=== Section Start ===

//! Wire types for the task service.
//!
//! Field names follow the service contract exactly (`img`, `task_id`,
//! `task_status`, `task_result`); do not rename without a service-side
//! migration.

use serde::{Deserialize, Deserializer, Serialize};

/// Opaque task identifier assigned by the service.
#[derive(Debug, Clone, PartialEq, Eq, Hash, Serialize, Deserialize)]
#[serde(transparent)]
pub struct TaskId(pub String);

impl TaskId {
    /// Create a new task ID.
    pub fn new(id: impl Into<String>) -> Self {
        Self(id.into())
    }

    /// The raw identifier string.
    pub fn as_str(&self) -> &str {
        &self.0
    }
}

impl std::fmt::Display for TaskId {
    fn fmt(&self, f: &mut std::fmt::Formatter<'_>) -> std::fmt::Result {
        write!(f, "{}", self.0)
    }
}

impl From<String> for TaskId {
    fn from(s: String) -> Self {
        Self(s)
    }
}

impl From<&str> for TaskId {
    fn from(s: &str) -> Self {
        Self(s.to_string())
    }
}

/// Request body for `POST /tasks`.
#[derive(Debug, Clone, Serialize, Deserialize)]
pub struct CreateTaskRequest {
    /// Encoded sketch image as a base64 data URL
    /// (`data:image/png;base64,…`). The worker strips everything up to the
    /// first comma before decoding.
    pub img: String,
    /// Compute target, `"real"` or `"simulator"`, passed through opaquely.
    pub backend: String,
}

/// Response body for `POST /tasks`.
#[derive(Debug, Clone, Serialize, Deserialize)]
pub struct CreateTaskResponse {
    /// Identifier of the enqueued task.
    pub task_id: TaskId,
}

/// Status of a task as reported by the service.
///
/// `"SUCCESS"` (case-exact) is the only terminal-success value. Every other
/// string (`PENDING`, `STARTED`, `RETRY`, even `FAILURE`) means the task
/// is not done from the client's perspective and polling continues.
#[derive(Debug, Clone, PartialEq, Eq, Serialize, Deserialize)]
#[serde(from = "String", into = "String")]
pub enum TaskStatus {
    /// Task completed and `task_result` is available.
    Success,
    /// Any non-terminal status, carrying the raw status string.
    Pending(String),
}

impl TaskStatus {
    /// Check whether the task has completed successfully.
    pub fn is_success(&self) -> bool {
        matches!(self, TaskStatus::Success)
    }

    /// The raw status string as reported by the service.
    pub fn as_str(&self) -> &str {
        match self {
            TaskStatus::Success => "SUCCESS",
            TaskStatus::Pending(s) => s,
        }
    }
}

impl From<String> for TaskStatus {
    fn from(s: String) -> Self {
        if s == "SUCCESS" {
            TaskStatus::Success
        } else {
            TaskStatus::Pending(s)
        }
    }
}

impl From<TaskStatus> for String {
    fn from(status: TaskStatus) -> Self {
        status.as_str().to_string()
    }
}

impl std::fmt::Display for TaskStatus {
    fn fmt(&self, f: &mut std::fmt::Formatter<'_>) -> std::fmt::Result {
        write!(f, "{}", self.as_str())
    }
}

/// Classification outcome attached to a successful task.
#[derive(Debug, Clone, PartialEq, Eq, Serialize, Deserialize)]
pub struct TaskResult {
    /// Predicted label. The worker emits it as a JSON number, so accept
    /// both number and string and normalise to text.
    #[serde(deserialize_with = "label_as_string")]
    pub result: String,
    /// Name of the compute backend that actually ran the task
    /// (e.g. `"simulator_statevector"` or a device name).
    pub backend: String,
}

/// Response body for `GET /tasks/{task_id}`.
#[derive(Debug, Clone, Serialize, Deserialize)]
pub struct TaskStatusResponse {
    /// Echoed task identifier.
    #[serde(default)]
    pub task_id: Option<TaskId>,
    /// Current task status.
    pub task_status: TaskStatus,
    /// Present (non-null) only when `task_status` is `SUCCESS`.
    #[serde(default)]
    pub task_result: Option<TaskResult>,
}

/// Response body for `GET /`.
#[derive(Debug, Clone, Serialize, Deserialize)]
pub struct HealthResponse {
    /// `"ok"` when the service is up.
    pub status: String,
}

impl HealthResponse {
    /// Check whether the service reported itself healthy.
    pub fn is_ok(&self) -> bool {
        self.status == "ok"
    }
}

/// Deserialize a label that may arrive as a JSON string or number.
fn label_as_string<'de, D>(deserializer: D) -> Result<String, D::Error>
where
    D: Deserializer<'de>,
{
    use serde::de::Error;

    match serde_json::Value::deserialize(deserializer)? {
        serde_json::Value::String(s) => Ok(s),
        serde_json::Value::Number(n) => Ok(n.to_string()),
        other => Err(D::Error::custom(format!(
            "expected string or number label, got {other}"
        ))),
    }
}

#[cfg(test)]
mod tests {
    use super::*;

    #[test]
    fn test_create_task_request_serialization() {
        let request = CreateTaskRequest {
            img: "data:image/png;base64,iVBORw0KGgo=".into(),
            backend: "real".into(),
        };

        let json = serde_json::to_value(&request).unwrap();
        assert_eq!(json["img"], "data:image/png;base64,iVBORw0KGgo=");
        assert_eq!(json["backend"], "real");
    }

    #[test]
    fn test_create_task_response_deserialization() {
        let response: CreateTaskResponse =
            serde_json::from_str(r#"{"task_id": "abc123"}"#).unwrap();
        assert_eq!(response.task_id, TaskId::new("abc123"));
    }

    #[test]
    fn test_task_status_success_is_case_exact() {
        assert!(TaskStatus::from("SUCCESS".to_string()).is_success());
        assert!(!TaskStatus::from("success".to_string()).is_success());
        assert!(!TaskStatus::from("PENDING".to_string()).is_success());
        // FAILURE is not terminal for the client; it keeps polling.
        assert!(!TaskStatus::from("FAILURE".to_string()).is_success());
    }

    #[test]
    fn test_task_status_roundtrip() {
        let status: TaskStatus = serde_json::from_str(r#""STARTED""#).unwrap();
        assert_eq!(status, TaskStatus::Pending("STARTED".into()));
        assert_eq!(serde_json::to_string(&status).unwrap(), r#""STARTED""#);
    }

    #[test]
    fn test_status_response_pending_with_null_result() {
        let response: TaskStatusResponse = serde_json::from_str(
            r#"{"task_id": "abc123", "task_status": "PENDING", "task_result": null}"#,
        )
        .unwrap();
        assert!(!response.task_status.is_success());
        assert!(response.task_result.is_none());
    }

    #[test]
    fn test_status_response_success_with_string_label() {
        let response: TaskStatusResponse = serde_json::from_str(
            r#"{"task_status": "SUCCESS", "task_result": {"result": "1", "backend": "real"}}"#,
        )
        .unwrap();
        let result = response.task_result.unwrap();
        assert_eq!(result.result, "1");
        assert_eq!(result.backend, "real");
    }

    #[test]
    fn test_status_response_success_with_numeric_label() {
        // The worker emits the label as a bare JSON number.
        let response: TaskStatusResponse = serde_json::from_str(
            r#"{"task_status": "SUCCESS", "task_result": {"result": 0, "backend": "simulator_statevector"}}"#,
        )
        .unwrap();
        let result = response.task_result.unwrap();
        assert_eq!(result.result, "0");
        assert_eq!(result.backend, "simulator_statevector");
    }

    #[test]
    fn test_health_response() {
        let health: HealthResponse = serde_json::from_str(r#"{"status": "ok"}"#).unwrap();
        assert!(health.is_ok());

        let sick: HealthResponse = serde_json::from_str(r#"{"status": "degraded"}"#).unwrap();
        assert!(!sick.is_ok());
    }
}
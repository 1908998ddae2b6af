//! Error types for the canvas crate.

use thiserror::Error;

/// Errors that can occur on the sketch surface.
#[derive(Debug, Error)]
#[non_exhaustive]
pub enum CanvasError {
    /// PNG encode or decode failure.
    #[error("image error: {0}")]
    Image(#[from] image::ImageError),

    /// Stroke file could not be parsed.
    #[error("invalid strokes file: {0}")]
    StrokeFile(#[from] serde_json::Error),

    /// Raster buffer does not match the declared dimensions.
    #[error("invalid raster: {0}")]
    InvalidRaster(String),
}

/// Result type for canvas operations.
pub type CanvasResult<T> = Result<T, CanvasError>;
//! Classification client lifecycle.
//!
//! One submission moves through an explicit state machine:
//!
//! ```text
//!   Idle ──submit──→ Submitting ──(task id)──→ Polling
//!                         │                       │
//!                         │          ┌────────────┤
//!                         │          │            │
//!                         │   status != SUCCESS   ├──→ Displayed ──clear──→ Idle
//!                         │   (poll again in 5s)  │
//!                         │                       │
//!                         └──(transport error)────┴──→ Stuck
//! ```
//!
//! **Invariants:**
//! - At most one submission is in flight; starting a new one cancels the
//!   previous poll task and clears the task id and result first.
//! - A stale poll task can never overwrite state belonging to a newer
//!   submission (generation-guarded writes).
//! - `Stuck` is terminal for its submission: the error is logged once and
//!   the processing indicator stays up with no recovery path. Only a new
//!   submission leaves it.

pub mod client;
pub mod message;
pub mod state;

pub use client::{ClassificationClient, JobRecord, POLL_INTERVAL};
pub use state::{Classification, ClientPhase, ComputeBackend, ParseBackendError};
//! CLI command implementations.

pub mod classify;
pub mod common;
pub mod health;
pub mod render;
pub mod status;
pub mod version;
pub mod wait;
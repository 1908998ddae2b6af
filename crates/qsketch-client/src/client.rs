//! The classification client.
//!
//! Owns the submit/poll lifecycle for one classification at a time. The
//! poll loop runs as a spawned task tied to its submission: starting a new
//! submission aborts the previous task, and every state write is guarded by
//! a generation counter so a stale loop that races the abort still cannot
//! clobber newer state.

use std::sync::Arc;
use std::time::Duration;

use chrono::{DateTime, Utc};
use tokio::sync::Mutex;
use tokio::task::JoinHandle;
use tokio::time::sleep;
use tracing::{debug, error, info, warn};

use qsketch_api::{CreateTaskRequest, TaskId, TaskService};

use crate::message;
use crate::state::{Classification, ClientPhase, ComputeBackend};

/// How long to wait between task status polls.
pub const POLL_INTERVAL: Duration = Duration::from_secs(5);

/// Metadata for the most recent submission.
#[derive(Debug, Clone)]
pub struct JobRecord {
    /// Task id, once the service assigned one.
    pub task_id: Option<TaskId>,
    /// Compute target the user selected.
    pub backend: ComputeBackend,
    /// When the submission was started.
    pub created_at: DateTime<Utc>,
    /// When the result arrived.
    pub finished_at: Option<DateTime<Utc>>,
}

impl JobRecord {
    fn new(backend: ComputeBackend) -> Self {
        Self {
            task_id: None,
            backend,
            created_at: Utc::now(),
            finished_at: None,
        }
    }
}

/// Mutable client state, shared with the poll task.
struct Inner {
    phase: ClientPhase,
    /// Bumped on every submit; writes from older submissions are dropped.
    generation: u64,
    poll_task: Option<JoinHandle<()>>,
    record: Option<JobRecord>,
}

/// Client for the classification service.
///
/// Cheap to clone; clones share lifecycle state, so a render loop can watch
/// [`phase`](ClassificationClient::phase) while a submission runs elsewhere.
pub struct ClassificationClient<S> {
    service: Arc<S>,
    poll_interval: Duration,
    inner: Arc<Mutex<Inner>>,
}

impl<S> Clone for ClassificationClient<S> {
    fn clone(&self) -> Self {
        Self {
            service: Arc::clone(&self.service),
            poll_interval: self.poll_interval,
            inner: Arc::clone(&self.inner),
        }
    }
}

impl<S> std::fmt::Debug for ClassificationClient<S> {
    fn fmt(&self, f: &mut std::fmt::Formatter<'_>) -> std::fmt::Result {
        f.debug_struct("ClassificationClient")
            .field("poll_interval", &self.poll_interval)
            .finish()
    }
}

impl<S: TaskService + 'static> ClassificationClient<S> {
    /// Create a client over the given task service.
    pub fn new(service: S) -> Self {
        Self {
            service: Arc::new(service),
            poll_interval: POLL_INTERVAL,
            inner: Arc::new(Mutex::new(Inner {
                phase: ClientPhase::Idle,
                generation: 0,
                poll_task: None,
                record: None,
            })),
        }
    }

    /// Override the fixed poll interval (mainly for tests).
    pub fn with_poll_interval(mut self, interval: Duration) -> Self {
        self.poll_interval = interval;
        self
    }

    /// Submit a sketch for classification.
    ///
    /// Cancels any outstanding poll from a previous submission and clears
    /// the task id and result *before* issuing the create request. On a
    /// transport failure the error is logged once and the client goes
    /// [`Stuck`](ClientPhase::Stuck); there is no retry.
    pub async fn submit(&self, backend: ComputeBackend, img: String) {
        let generation = {
            let mut inner = self.inner.lock().await;
            if let Some(task) = inner.poll_task.take() {
                debug!("Cancelling poll task of a superseded submission");
                task.abort();
            }
            inner.generation += 1;
            inner.phase = ClientPhase::Submitting;
            inner.record = Some(JobRecord::new(backend));
            inner.generation
        };

        let request = CreateTaskRequest {
            img,
            backend: backend.to_string(),
        };

        match self.service.create_task(&request).await {
            Ok(response) => {
                let task_id = response.task_id;
                let mut inner = self.inner.lock().await;
                if inner.generation != generation {
                    debug!("Submission of task {task_id} superseded before polling started");
                    return;
                }
                info!("Task submitted: {task_id} (backend: {backend})");
                inner.phase = ClientPhase::Polling {
                    task_id: task_id.clone(),
                };
                if let Some(record) = inner.record.as_mut() {
                    record.task_id = Some(task_id.clone());
                }
                inner.poll_task = Some(tokio::spawn(Self::run_poll_loop(
                    Arc::clone(&self.service),
                    Arc::clone(&self.inner),
                    self.poll_interval,
                    task_id,
                    generation,
                )));
            }
            Err(e) => {
                error!("Task submission failed: {e}");
                let mut inner = self.inner.lock().await;
                if inner.generation == generation {
                    inner.phase = ClientPhase::Stuck { task_id: None };
                }
            }
        }
    }

    /// Poll one task until `SUCCESS`, then publish the outcome.
    ///
    /// The first check happens immediately; afterwards one request per
    /// interval, indefinitely, with no backoff or retry ceiling. Any status
    /// other than `SUCCESS` (including `FAILURE`) keeps the loop alive; a
    /// transport error ends it in `Stuck`.
    async fn run_poll_loop(
        service: Arc<S>,
        inner: Arc<Mutex<Inner>>,
        poll_interval: Duration,
        task_id: TaskId,
        generation: u64,
    ) {
        loop {
            match service.task_status(&task_id).await {
                Ok(response) if response.task_status.is_success() => {
                    let outcome = match response.task_result {
                        Some(result) => Classification::from(result),
                        None => {
                            warn!("Task {task_id} reported SUCCESS without a result");
                            Classification::default()
                        }
                    };

                    let mut inner = inner.lock().await;
                    if inner.generation != generation {
                        debug!("Dropping stale result for task {task_id}");
                        return;
                    }
                    info!("Task {task_id} completed: label {}", outcome.label);
                    inner.phase = ClientPhase::Displayed { outcome };
                    if let Some(record) = inner.record.as_mut() {
                        record.finished_at = Some(Utc::now());
                    }
                    inner.poll_task = None;
                    return;
                }
                Ok(response) => {
                    debug!(
                        "Task {task_id} status: {}, next poll in {}s",
                        response.task_status,
                        poll_interval.as_secs()
                    );
                }
                Err(e) => {
                    error!("Status poll for task {task_id} failed: {e}");
                    let mut inner = inner.lock().await;
                    if inner.generation == generation {
                        inner.phase = ClientPhase::Stuck {
                            task_id: Some(task_id.clone()),
                        };
                        inner.poll_task = None;
                    }
                    return;
                }
            }

            sleep(poll_interval).await;
        }
    }

    /// Clear the displayed result.
    ///
    /// Only leaves [`Displayed`](ClientPhase::Displayed); an in-flight poll
    /// keeps running and will still publish its result.
    pub async fn clear_result(&self) {
        let mut inner = self.inner.lock().await;
        if matches!(inner.phase, ClientPhase::Displayed { .. }) {
            inner.phase = ClientPhase::Idle;
        }
    }

    /// Current lifecycle phase.
    pub async fn phase(&self) -> ClientPhase {
        self.inner.lock().await.phase.clone()
    }

    /// Whether the waiting indicator should be visible.
    pub async fn is_processing(&self) -> bool {
        self.inner.lock().await.phase.is_processing()
    }

    /// Task id of the current submission, if assigned.
    pub async fn task_id(&self) -> Option<TaskId> {
        self.inner.lock().await.phase.task_id().cloned()
    }

    /// The displayed outcome, if any.
    pub async fn classification(&self) -> Option<Classification> {
        self.inner.lock().await.phase.classification().cloned()
    }

    /// Metadata for the most recent submission.
    pub async fn last_job(&self) -> Option<JobRecord> {
        self.inner.lock().await.record.clone()
    }

    /// Spinner caption for the current phase, or `None` when not processing.
    pub async fn status_message(&self) -> Option<String> {
        let inner = self.inner.lock().await;
        match &inner.phase {
            ClientPhase::Submitting => Some(message::JOB_STARTING.to_string()),
            ClientPhase::Polling { task_id } => Some(message::job_running(task_id.as_str())),
            ClientPhase::Stuck { task_id } => Some(match task_id {
                Some(id) => message::job_running(id.as_str()),
                None => message::JOB_STARTING.to_string(),
            }),
            _ => None,
        }
    }

    /// Text for the result area: the outcome line, or the idle prompt.
    pub async fn result_text(&self) -> String {
        let inner = self.inner.lock().await;
        match inner.phase.classification() {
            Some(outcome) => message::result_line(outcome),
            None => message::IDLE_PROMPT.to_string(),
        }
    }
}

=== Section End ===

TASK TO COMPLETE:
Reproduce verbatim the lines above, from the line with "given task service." through the line with "(mainly for tests).".

ANSWER AREA:
    /// Create a client over the given task service.
    pub fn new(service: S) -> Self {
        Self {
            service: Arc::new(service),
            poll_interval: POLL_INTERVAL,
            inner: Arc::new(Mutex::new(Inner {
                phase: ClientPhase::Idle,
                generation: 0,
                poll_task: None,
                record: None,
            })),
        }
    }

    /// Override the fixed poll interval (mainly for tests).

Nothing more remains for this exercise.